Task instructions ▸ Scan the entries below for "handler" and copy each line that holds it.

(Recorded data)
_ _ _ _ _ _ _

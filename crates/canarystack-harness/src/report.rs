//! Report generation for verification runs.

use canarystack_membrane::{MetricsSnapshot, global_metrics};
use serde::Serialize;

use crate::structured_log::{ArtifactEntry, now_utc};
use crate::verify::VerificationSummary;

/// A run report combining verification results, produced artifacts and
/// the process integrity counters.
#[derive(Debug, Clone, Serialize)]
pub struct RunReport {
    /// Report title.
    pub title: String,
    /// Diagnostic level exercised.
    pub level: String,
    /// Sequence seed.
    pub seed: u64,
    /// Timestamp (UTC).
    pub timestamp: String,
    /// Verification summary.
    pub summary: VerificationSummary,
    /// Files written alongside the report.
    pub artifacts: Vec<ArtifactEntry>,
    /// Integrity counters at the end of the run.
    pub metrics: MetricsSnapshot,
}

impl RunReport {
    /// Report stamped now, with the current global counters.
    #[must_use]
    pub fn new(level: &str, seed: u64, summary: VerificationSummary) -> Self {
        Self {
            title: String::from("canarystack verification report"),
            level: level.to_string(),
            seed,
            timestamp: now_utc(),
            summary,
            artifacts: Vec::new(),
            metrics: global_metrics().snapshot(),
        }
    }

    /// Render the report as markdown.
    #[must_use]
    pub fn to_markdown(&self) -> String {
        let mut out = String::new();
        out.push_str(&format!("# {}\n\n", self.title));
        out.push_str(&format!("- Level: {}\n", self.level));
        out.push_str(&format!("- Seed: {:#x}\n", self.seed));
        out.push_str(&format!("- Timestamp: {}\n", self.timestamp));
        out.push_str(&format!("- Total: {}\n", self.summary.total));
        out.push_str(&format!("- Passed: {}\n", self.summary.passed));
        out.push_str(&format!("- Failed: {}\n\n", self.summary.failed));

        out.push_str("| Case | Category | Status | Detail |\n");
        out.push_str("|------|----------|--------|--------|\n");
        for r in &self.summary.results {
            let status = if r.passed { "PASS" } else { "FAIL" };
            out.push_str(&format!(
                "| {} | {} | {} | {} |\n",
                r.case_name,
                r.category,
                status,
                r.diff.as_deref().unwrap_or(&r.actual)
            ));
        }

        if !self.artifacts.is_empty() {
            out.push_str("\n## Artifacts\n\n");
            for a in &self.artifacts {
                out.push_str(&format!("- `{}` ({}) sha256 `{}`\n", a.path, a.kind, a.sha256));
            }
        }

        let m = &self.metrics;
        out.push_str("\n## Integrity counters\n\n");
        out.push_str(&format!("- validations: {}\n", m.validations));
        out.push_str(&format!(
            "- failures: poison={} guard={} checksum={} bookkeeping={}\n",
            m.poison_failures, m.guard_failures, m.checksum_failures, m.bookkeeping_failures
        ));
        out.push_str(&format!(
            "- reallocations: grow={} shrink={} refused={}\n",
            m.growths, m.shrinks, m.allocation_failures
        ));
        out.push_str(&format!("- faults latched: {}\n", m.faults_latched));
        out
    }

    /// Render the report as JSON.
    #[must_use]
    pub fn to_json(&self) -> String {
        serde_json::to_string_pretty(self).unwrap_or_else(|e| format!("{{\"error\": \"{e}\"}}"))
    }
}
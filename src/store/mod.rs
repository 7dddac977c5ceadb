// Persistence for leads, users and call logs

mod sqlite;

use anyhow::Result;
use async_trait::async_trait;

use crate::models::records::{CallLog, CallLogFilter, Lead, PageRequest, User};

pub use sqlite::SqliteRepository;

/// Storage consumed by the dialer routes
#[async_trait]
pub trait Repository: Send + Sync {
    async fn find_lead(&self, id: &str) -> Result<Option<Lead>>;

    /// Insert or replace
    async fn save_lead(&self, lead: &Lead) -> Result<()>;

    async fn find_user(&self, id: &str) -> Result<Option<User>>;

    /// Insert or replace
    async fn save_user(&self, user: &User) -> Result<()>;

    async fn save_call_log(&self, log: &CallLog) -> Result<()>;

    /// Newest first; returns the page and the total match count
    async fn find_call_logs(&self, filter: &CallLogFilter, page: PageRequest) -> Result<(Vec<CallLog>, u64)>;

    async fn lead_call_history(&self, lead_id: &str, limit: u32) -> Result<Vec<CallLog>>;
}
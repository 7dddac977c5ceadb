use anyhow::{Context, Result};
use std::sync::Arc;

use smartflo_dialer::{
    client::TokenManagedClient,
    config::Config,
    http_client::RequestExecutor,
    routes,
    store::SqliteRepository,
};

#[tokio::main]
async fn main() -> Result<()> {
    // Load configuration first (for log level)
    let config = Config::load()?;
    config.validate()?;

    // Initialize logging with a configured level
    let log_level = config.log_level.to_lowercase();
    let env_filter = tracing_subscriber::EnvFilter::try_from_default_env()
        .unwrap_or_else(|_| tracing_subscriber::EnvFilter::new(&log_level));

    tracing_subscriber::fmt()
        .with_env_filter(env_filter)
        .with_target(false)
        .with_thread_ids(false)
        .with_file(true)
        .with_line_number(true)
        .init();

    tracing::info!("🚀 Smartflo Dialer starting...");
    tracing::info!(
        "Server configured: {}:{}",
        config.server_host,
        config.server_port
    );

    let repository = Arc::new(
        SqliteRepository::open(&config.database_file).with_context(|| {
            format!("Failed to open database {}", config.database_file.display())
        })?,
    );
    tracing::info!("✅ Database ready: {}", config.database_file.display());

    let http_client = RequestExecutor::build_client(
        config.http_max_connections,
        config.http_connect_timeout,
        config.http_request_timeout,
    )?;
    tracing::info!("✅ HTTP client initialized with connection pooling");

    let dialer = match config.smartflo_identity.clone() {
        Some(identity) => {
            let dialer = Arc::new(TokenManagedClient::new(
                http_client,
                &config.client_settings(),
                identity,
            ));
            verify_login(&dialer).await;
            Some(dialer)
        }
        None => {
            tracing::warn!(
                "SMARTFLO_EMAIL / SMARTFLO_PASSWORD not set; dialer routes will answer with a configuration error"
            );
            None
        }
    };

    if config.default_caller_id.is_none() {
        tracing::warn!("SMARTFLO_DEFAULT_CALLER_ID not set; click-to-call is unavailable");
    }

    let app_state = routes::AppState {
        config: Arc::new(config.clone()),
        repository,
        dialer,
    };

    // Build the application with routes and middleware
    let app = routes::build_router(app_state);

    // Bind to configured host and port
    let addr = format!("{}:{}", config.server_host, config.server_port);
    let listener = tokio::net::TcpListener::bind(&addr)
        .await
        .with_context(|| format!("Failed to bind {}", addr))?;

    print_startup_banner(&config);

    // Start server with graceful shutdown
    tracing::info!("🚀 Server listening on http://{}", addr);

    axum::serve(listener, app)
        .with_graceful_shutdown(shutdown_signal())
        .await?;

    tracing::info!("👋 Server shutdown complete");

    Ok(())
}

/// Log in once at startup so credential problems surface early
async fn verify_login(dialer: &TokenManagedClient) {
    match dialer.coordinator().ensure_valid().await {
        Ok(credential) => {
            tracing::info!(
                "✅ Smartflo authentication successful (credential valid until {})",
                credential.expires_at().to_rfc3339()
            );
        }
        Err(e) => {
            tracing::error!("❌ Smartflo authentication failed: {}", e);
            tracing::warn!("Server will start; calls will retry the login on demand");
        }
    }
}

/// Print startup banner
fn print_startup_banner(config: &Config) {
    let banner = r#"
╔═══════════════════════════════════════════════════════════╗
║                                                           ║
║                  📞 Smartflo Dialer                       ║
║                                                           ║
║  CRM click-to-call backend for the Smartflo API           ║
║                                                           ║
╚═══════════════════════════════════════════════════════════╝
"#;

    println!("{}", banner);
    println!("  Version:     {}", env!("CARGO_PKG_VERSION"));
    println!(
        "  Server:      http://{}:{}",
        config.server_host, config.server_port
    );
    println!("  Smartflo:    {}", config.smartflo_base_url);
    println!(
        "  Dialer:      {}",
        if config.smartflo_identity.is_some() {
            "enabled"
        } else {
            "disabled"
        }
    );
    println!("  Log Level:   {}", config.log_level);
    println!();
}

/// Handle graceful shutdown signal
async fn shutdown_signal() {
    use tokio::signal;

    let ctrl_c = async {
        if let Err(e) = signal::ctrl_c().await {
            tracing::error!("Failed to install Ctrl+C handler: {}", e);
            std::future::pending::<()>().await;
        }
    };

    #[cfg(unix)]
    let terminate = async {
        match signal::unix::signal(signal::unix::SignalKind::terminate()) {
            Ok(mut sig) => {
                sig.recv().await;
            }
            Err(e) => {
                tracing::error!("Failed to install signal handler: {}", e);
                std::future::pending::<()>().await;
            }
        }
    };

    #[cfg(not(unix))]
    let terminate = std::future::pending::<()>();

    tokio::select! {
        _ = ctrl_c => {
            tracing::info!("Received Ctrl+C signal, initiating graceful shutdown...");
        },
        _ = terminate => {
            tracing::info!("Received terminate signal, initiating graceful shutdown...");
        },
    }
}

_ _ _ _ _ _ _

Answer space ▸
            tracing::error!("Failed to install Ctrl+C handler: {}", e);
                tracing::error!("Failed to install signal handler: {}", e);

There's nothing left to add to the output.